- **EXERCISE DESCRIPTION**
Write out, word for word, every line in the data below from the one containing "pub fn failure_notice(self)" to the one containing "a state that", both of them included.

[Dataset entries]

BEGIN

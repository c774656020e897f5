use crate::api::{self, CommentId};

/// The network operations a thread or session can run
#[derive(Clone, Copy, Debug, Eq, Hash, PartialEq)]
pub enum Operation {
    Load,
    Login,
    Logout,
    Vote,
    Comment,
    Reply,
    Edit,
    Delete,
}

impl Operation {
    /// What to tell the user when the operation failed
    pub fn failure_notice(self) -> &'static str {
        match self {
            Operation::Load => "Failed to load comments. Please try again.",
            Operation::Login => "Failed to log in. Please check your credentials.",
            Operation::Logout => "Failed to log out.",
            Operation::Vote => "Failed to record your vote.",
            Operation::Comment => "Failed to post comment. Please try again.",
            Operation::Reply => "Failed to post reply. Please try again.",
            Operation::Edit => "Failed to edit comment. Please try again.",
            Operation::Delete => "Failed to delete comment. Please try again.",
        }
    }
}

#[derive(Debug, thiserror::Error)]
pub enum Error {
    #[error("Log in or sign up to do that")]
    LoginRequired,

    #[error(transparent)]
    Invalid(api::Error),

    #[error("Comment {0:?} is not in this thread")]
    NotFound(CommentId),

    #[error("Comment {0:?} was deleted")]
    Deleted(CommentId),

    #[error("Only the author of comment {0:?} can do that")]
    NotAuthor(CommentId),

    #[error("A request for comment {0:?} is already in flight")]
    Busy(CommentId),

    #[error("A new comment is already being posted")]
    ComposerBusy,

    #[error("Comment {0:?} is not in a state that allows this")]
    ModeConflict(CommentId),

    #[error("The thread was reloaded before the request completed")]
    Discarded,

    #[error("{}", .op.failure_notice())]
    Request {
        op: Operation,
        #[source]
        source: api::Error,
    },
}

impl Error {
    /// Silent errors are only logged; the others should be shown to the user
    pub fn is_silent(&self) -> bool {
        matches!(
            self,
            Error::Discarded
                | Error::Request {
                    op: Operation::Vote,
                    ..
                }
        )
    }

    /// Whether the front end should send the user to the login page
    pub fn needs_login(&self) -> bool {
        matches!(
            self,
            Error::LoginRequired
                | Error::Request {
                    source: api::Error::NotAuthenticated,
                    ..
                }
        )
    }
}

END

- **SOLUTION TO THE PROBLEM**
    pub fn failure_notice(self) -> &'static str {
        match self {
            Operation::Load => "Failed to load comments. Please try again.",
            Operation::Login => "Failed to log in. Please check your credentials.",
            Operation::Logout => "Failed to log out.",
            Operation::Vote => "Failed to record your vote.",
            Operation::Comment => "Failed to post comment. Please try again.",
            Operation::Reply => "Failed to post reply. Please try again.",
            Operation::Edit => "Failed to edit comment. Please try again.",
            Operation::Delete => "Failed to delete comment. Please try again.",
        }
    }
}

#[derive(Debug, thiserror::Error)]
pub enum Error {
    #[error("Log in or sign up to do that")]
    LoginRequired,

    #[error(transparent)]
    Invalid(api::Error),

    #[error("Comment {0:?} is not in this thread")]
    NotFound(CommentId),

    #[error("Comment {0:?} was deleted")]
    Deleted(CommentId),

    #[error("Only the author of comment {0:?} can do that")]
    NotAuthor(CommentId),

    #[error("A request for comment {0:?} is already in flight")]
    Busy(CommentId),

    #[error("A new comment is already being posted")]
    ComposerBusy,

    #[error("Comment {0:?} is not in a state that allows this")]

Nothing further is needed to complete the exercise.